Some of the little authority there is for the proposition that a stranger to the consideration can not sue is found in cases where A makes a promise to B, who furnishes the consideration, which promise may result in a benefit to X if performed, but which is not intended primarily for the benefit of X.26

Payment by a third person not already bound is a valuable consideration.27 A check of a third person is a consideration for a promise to stay execution.28 Payment of part of a debt by a third person is a consideration for a release of the entire debt.29 Payment out of a relief fund is consideration for release of a right of action against a railroad.30

The attempt has been made to define the promisee as the person from whom the consideration moves. If this definition is correct, it is safe, but not helpful to say that the consideration must move from the promisee. If this is to be applied so as to prevent B from suing if A makes a promise to B, the consideration for which moves from X to A, it is not true according to the great weight of authority. The only effect of such a definition will be to force us to find a name other than promisee for B, to whom the promise has been made and who may sue upon it, according to the weight of authority. The cases seem to regard the promisee as the person to whom the promise is made, which seems a most plausible definition. Thus where A, a partner, sells his interest in the partnership to his co-partner, B, who agrees to pay all the debts of the firm, and X is surety for B's performance, C, a creditor of the partnership, can not maintain an action against X on such contract;31 while in the same jurisdiction a promise by A, made directly to B to pay to B a debt owing from X to B, in consideration of property belonging to X, which X has placed in B's hands, is supported by a sufficient consideration.32 B is here a stranger to the consideration, but not to the promise.

25 See Sec. 550.

26 "Where the contract is for the benefit of the contracting party and the third person is a stranger to the contract and consideration, the action must be by the promisee." Campbell v. Lacock, 40 Pa. St. (4 Wright) 448.

27 Farmer v. Sellers, 137 Ala. 112, 33 So. 829.

28 Standard Oil Co. v. Drug Co., 1 Neb. Rep. (unofficial) 443, 95 N. W. 667.

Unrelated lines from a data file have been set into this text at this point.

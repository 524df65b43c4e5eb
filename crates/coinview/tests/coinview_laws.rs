use std::sync::atomic::{AtomicUsize, Ordering};
use std::sync::Arc;
use std::time::Duration;

use stakd_coinview::{
    CacheConfig, CachedCoinView, CoinChange, CoinView, CoinViewError, DurableCoinView,
    SideStore, UnspentOutputs,
};
use stakd_consensus::constants::DUPLICATE_TRANSACTION_IDS;
use stakd_consensus::Hash256;
use stakd_primitives::transaction::TxOut;
use stakd_storage::memory::MemoryStore;
use stakd_storage::{Column, KeyValueStore};

const GENESIS: Hash256 = [0u8; 32];

fn block_hash(n: u8) -> Hash256 {
    let mut hash = [0xb0u8; 32];
    hash[0] = n;
    hash
}

fn coins(id: u8, height: u32, outputs: usize) -> UnspentOutputs {
    UnspentOutputs {
        txid: [id; 32],
        version: 1,
        height,
        time: 1_000 + height,
        is_coinbase: false,
        is_coinstake: false,
        outputs: (0..outputs)
            .map(|i| Some(TxOut::new(100 + i as i64, vec![0x51])))
            .collect(),
    }
}

fn create(record: UnspentOutputs) -> CoinChange {
    CoinChange {
        unspent: record,
        original: None,
    }
}

fn spend(original: &UnspentOutputs, indices: &[u32]) -> CoinChange {
    let mut unspent = original.clone();
    for index in indices {
        unspent.spend(*index);
    }
    CoinChange {
        unspent,
        original: Some(original.clone()),
    }
}

fn stack(config: CacheConfig) -> (Arc<DurableCoinView<Arc<MemoryStore>>>, Arc<MemoryStore>, CachedCoinView) {
    let store = Arc::new(MemoryStore::new());
    let durable = Arc::new(DurableCoinView::open(Arc::clone(&store), GENESIS).expect("durable"));
    let cache = CachedCoinView::new(durable.clone(), config);
    (durable, store, cache)
}

fn ids() -> Vec<Hash256> {
    vec![[1u8; 32], [2u8; 32], [3u8; 32]]
}

#[test]
fn fetch_over_empty_store_reports_genesis_and_absent_slots() {
    let (_, _, cache) = stack(CacheConfig::default());
    let result = cache.fetch_coins(&ids()).expect("fetch");
    assert_eq!(result.tip, GENESIS);
    assert_eq!(result.unspent, vec![None, None, None]);
}

#[test]
fn repeated_fetches_agree_and_count_hits() {
    let (_, _, cache) = stack(CacheConfig::default());
    cache
        .save_changes(vec![create(coins(1, 1, 2))], GENESIS, block_hash(1))
        .expect("save");
    let first = cache.fetch_coins(&ids()).expect("first fetch");
    let second = cache.fetch_coins(&ids()).expect("second fetch");
    assert_eq!(first, second);
    let stats = cache.stats();
    assert_eq!(stats.misses, 2);
    assert_eq!(stats.hits, 4);
}

#[test]
fn save_with_stale_tip_leaves_cache_untouched() {
    let (_, _, cache) = stack(CacheConfig::default());
    cache
        .save_changes(vec![create(coins(1, 1, 1))], GENESIS, block_hash(1))
        .expect("save");
    let before = cache.stats();

    let err = cache
        .save_changes(vec![create(coins(2, 2, 1))], block_hash(9), block_hash(2))
        .expect_err("stale tip");
    assert!(matches!(err, CoinViewError::TipMismatch { .. }));
    assert_eq!(cache.stats(), before);
    assert_eq!(cache.tip_hash().expect("tip"), block_hash(1));
    assert_eq!(
        cache.fetch_coins(&[[2u8; 32]]).expect("fetch").unspent,
        vec![None]
    );
}

#[test]
fn save_then_rewind_is_identity_in_cache_and_after_flush() {
    for flush_between in [false, true] {
        let (durable, _, cache) = stack(CacheConfig::default());
        cache
            .save_changes(
                vec![create(coins(1, 1, 2)), create(coins(2, 1, 1))],
                GENESIS,
                block_hash(1),
            )
            .expect("block 1");
        cache.flush(true).expect("flush block 1");
        let before = cache.fetch_coins(&ids()).expect("before");

        let tx1 = coins(1, 1, 2);
        let tx2 = coins(2, 1, 1);
        cache
            .save_changes(
                vec![spend(&tx1, &[0]), spend(&tx2, &[0]), create(coins(3, 2, 3))],
                block_hash(1),
                block_hash(2),
            )
            .expect("block 2");
        if flush_between {
            cache.flush(true).expect("flush block 2");
            assert_eq!(durable.tip_hash().expect("durable tip"), block_hash(2));
        }

        assert_eq!(cache.rewind().expect("rewind"), block_hash(1));
        assert_eq!(cache.fetch_coins(&ids()).expect("after"), before);

        cache.flush(true).expect("flush rewind");
        assert_eq!(durable.tip_hash().expect("durable tip"), block_hash(1));
        assert_eq!(durable.fetch_coins(&ids()).expect("durable after"), before);
    }
}

#[test]
fn pruned_record_restored_by_rewind_is_pruned_again() {
    let (durable, store, cache) = stack(CacheConfig::default());
    let record = coins(7, 1, 1);
    cache
        .save_changes(vec![create(record.clone())], GENESIS, block_hash(1))
        .expect("block 1");
    cache
        .save_changes(vec![spend(&record, &[0])], block_hash(1), block_hash(2))
        .expect("block 2");
    assert_eq!(cache.stats().items, 0);

    assert_eq!(cache.rewind().expect("rewind 2"), block_hash(1));
    assert_eq!(
        cache.fetch_coins(&[record.txid]).expect("restored").unspent,
        vec![Some(record.clone())]
    );
    cache
        .save_changes(vec![spend(&record, &[0])], block_hash(1), block_hash(3))
        .expect("block 3");
    assert_eq!(cache.stats().items, 0);

    assert_eq!(cache.rewind().expect("rewind 3"), block_hash(1));
    assert_eq!(cache.rewind().expect("rewind 1"), GENESIS);
    let stats = cache.stats();
    assert_eq!((stats.items, stats.dirty, stats.pending_rewinds), (0, 0, 0));

    assert!(!cache.flush(true).expect("flush"));
    assert!(store.is_empty(Column::Coins));
    assert_eq!(durable.tip_hash().expect("durable tip"), GENESIS);
}

#[test]
fn unforced_flush_waits_for_interval_and_second_flush_is_noop() {
    let (durable, store, cache) = stack(CacheConfig {
        max_items: 100,
        flush_interval: Duration::from_secs(3600),
    });
    cache
        .save_changes(vec![create(coins(1, 1, 1))], GENESIS, block_hash(1))
        .expect("save");
    assert!(!cache.flush(false).expect("gated flush"));
    assert_eq!(durable.tip_hash().expect("tip"), GENESIS);

    assert!(cache.flush(true).expect("forced flush"));
    let depth = durable.rewind_depth().expect("depth");
    let records = store.len(Column::Coins);
    assert!(!cache.flush(true).expect("second flush"));
    assert_eq!(durable.rewind_depth().expect("depth"), depth);
    assert_eq!(store.len(Column::Coins), records);
    assert_eq!(cache.stats().dirty, 0);
}

#[test]
fn spent_new_records_are_pruned_before_reaching_the_store() {
    let (_, store, cache) = stack(CacheConfig::default());
    let mut record = coins(5, 1, 1);
    record.spend(0);
    cache
        .save_changes(vec![create(record)], GENESIS, block_hash(1))
        .expect("save");
    assert_eq!(cache.stats().items, 0);
    cache.flush(true).expect("flush");
    assert!(store.is_empty(Column::Coins));
}

#[test]
fn historical_duplicate_is_treated_as_durable() {
    let (_, _, cache) = stack(CacheConfig::default());
    let mut record = coins(0, 1, 1);
    record.txid = DUPLICATE_TRANSACTION_IDS[0];
    record.spend(0);
    cache
        .save_changes(vec![create(record)], GENESIS, block_hash(1))
        .expect("save");
    assert_eq!(cache.stats().items, 1);
    assert_eq!(cache.stats().dirty, 1);
}

#[test]
fn eviction_returns_to_bound_and_keeps_dirty_records() {
    let (_, store, cache) = stack(CacheConfig {
        max_items: 10,
        flush_interval: Duration::from_secs(3600),
    });
    let dirty: Vec<CoinChange> = (1..=5).map(|id| create(coins(id, 1, 1))).collect();
    cache.save_changes(dirty, GENESIS, block_hash(1)).expect("save");

    for id in 100..120u8 {
        store
            .put(
                Column::Coins,
                &[id; 32],
                &stakd_primitives::encoding::encode(&coins(id, 0, 1)),
            )
            .expect("seed");
    }
    let clean: Vec<Hash256> = (100..120u8).map(|id| [id; 32]).collect();
    cache.fetch_coins(&clean).expect("fetch");

    let stats = cache.stats();
    assert!(stats.items <= 10, "items {}", stats.items);
    assert_eq!(stats.dirty, 5);
    let dirty_ids: Vec<Hash256> = (1..=5).map(|id| [id; 32]).collect();
    let fetched = cache.fetch_coins(&dirty_ids).expect("dirty fetch");
    assert!(fetched.unspent.iter().all(Option::is_some));
}

#[test]
fn explicit_evict_drops_a_third_of_clean_records() {
    let (_, store, cache) = stack(CacheConfig::default());
    for id in 0..30u8 {
        store
            .put(
                Column::Coins,
                &[id; 32],
                &stakd_primitives::encoding::encode(&coins(id, 0, 1)),
            )
            .expect("seed");
    }
    let all: Vec<Hash256> = (0..30u8).map(|id| [id; 32]).collect();
    cache.fetch_coins(&all).expect("fetch");
    assert_eq!(cache.evict().expect("evict"), 10);
    assert_eq!(cache.stats().items, 20);
}

struct CountingSideStore {
    flushes: AtomicUsize,
}

impl SideStore for CountingSideStore {
    fn flush(&self) -> Result<(), CoinViewError> {
        self.flushes.fetch_add(1, Ordering::SeqCst);
        Ok(())
    }
}

#[test]
fn side_store_flushes_with_each_write() {
    let side = Arc::new(CountingSideStore {
        flushes: AtomicUsize::new(0),
    });
    let store = Arc::new(MemoryStore::new());
    let durable = Arc::new(DurableCoinView::open(store, GENESIS).expect("durable"));
    let cache = CachedCoinView::new(durable, CacheConfig::default()).with_side_store(side.clone());

    cache.flush(true).expect("empty flush");
    assert_eq!(side.flushes.load(Ordering::SeqCst), 0);
    cache
        .save_changes(vec![create(coins(1, 1, 1))], GENESIS, block_hash(1))
        .expect("save");
    cache.flush(true).expect("flush");
    assert_eq!(side.flushes.load(Ordering::SeqCst), 1);
}

#[test]
fn rewind_past_cache_reaches_durable_history() {
    let (durable, _, cache) = stack(CacheConfig::default());
    cache
        .save_changes(vec![create(coins(1, 1, 1))], GENESIS, block_hash(1))
        .expect("block 1");
    cache
        .save_changes(vec![create(coins(2, 2, 1))], block_hash(1), block_hash(2))
        .expect("block 2");
    cache.flush(true).expect("flush");

    assert_eq!(cache.rewind().expect("rewind 2"), block_hash(1));
    assert_eq!(cache.rewind().expect("rewind 1"), GENESIS);
    assert_eq!(durable.rewind_depth().expect("depth"), 0);
    let result = cache.fetch_coins(&ids()).expect("fetch");
    assert_eq!(result.tip, GENESIS);
    assert!(result.unspent.iter().all(Option::is_none));
}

29 Marshall v. Bullard, 114 Ia. 462,

54 L. R. A. 862, 87 N. W. 427; Jackson v. Pennsylvania R. R. Co., 66 N. J. L. 319, 55 L. R. A. 87, 49 Atl. 730; Ebert v. Johns, 206 Pa. St. 395, 55 Atl. 1064; Ex parte Zelgler, 83 S. Car. 78, 21 L. R. A. (N.S.) 1005, 64 S. E. 513, 916. This question was raised but not decided in Saunders v. Whitcomb, 177 Mass. 457, 59 N. E. 192.

30Eckman v. R. R., 169 III. 312, 38 L. R. A. 750, 48 N. E. 496.

31 Campbell v. Lacock, 40 Pa. St. (4 Wright) 448.

In some of the cases in. which this question has been discussed, the promise may have been made to the person from whom the consideration moved, for the benefit of a third person who is now attempting to enforce it.

The courts do not always distinguish cases in which A makes a promise to B, and X furnishes the consideration from contracts between A and B, for which X furnishes the consideration, when they hold both classes of contracts to be equally enforceable. If X can enforce a promise by A to B when the consideration moves from B, much more should X enforce a promise which is made directly by A to him, and the consideration of which moves from B to A. A special reason for disregarding this distinction is found in the cases in which a contract, which at the outset is made between A and B for X's benefit, is regarded in legal effect upon acceptance by X as one between A and X, under which B has no rights whatever33 In such jurisdictions the promise is in legal effect one which is made to X by A, and for which B merely furnishes the consideration. In such cases it has occasionally been thought necessary to explain that both promise and consideration inures to the benefit of the beneficiary.34 If A has a valid claim against the X company, a corporation, and B. one of the stockholders, agrees with C, the other stockholder, for value moving from C, to assume all the debts of the corporation and to protect C against liability, A may enforce such contract against B,35 on the theory that "the consideration moving between the parties named, like the obligation, inures to the benefit of the claimant and will sustain a recovery on the contract."36

If we are to reject cases in which A makes a promise to B for the benefit of X, practically all the English authority to the effect that the consideration must move from the promisee, will have to be rejected, leaving very little in England and less in the United States to support it.

32 Vincent v. Watson, 18 Pa. St. (6 Harris) 96. (A's promise was made first to X and then repeated to B.)

33 Gardner v. Denison, 217 Mass. 492, 51 L. R. A. (N.S.) 1108, 105 N. E. 369; Poe v. Dixon, 60 O. S. 124, 71 Am. St. Rep. 713, 54 N. E. 86.

34 Withers v. Poe, 167 N. Car. 372, 83 S. E. 614.

35Withers v. Poe, 167 N. Car. 372, 83 S. E. 614.

36Withers v. Poe, 167 N. Car. 372, 83 S. E. 614.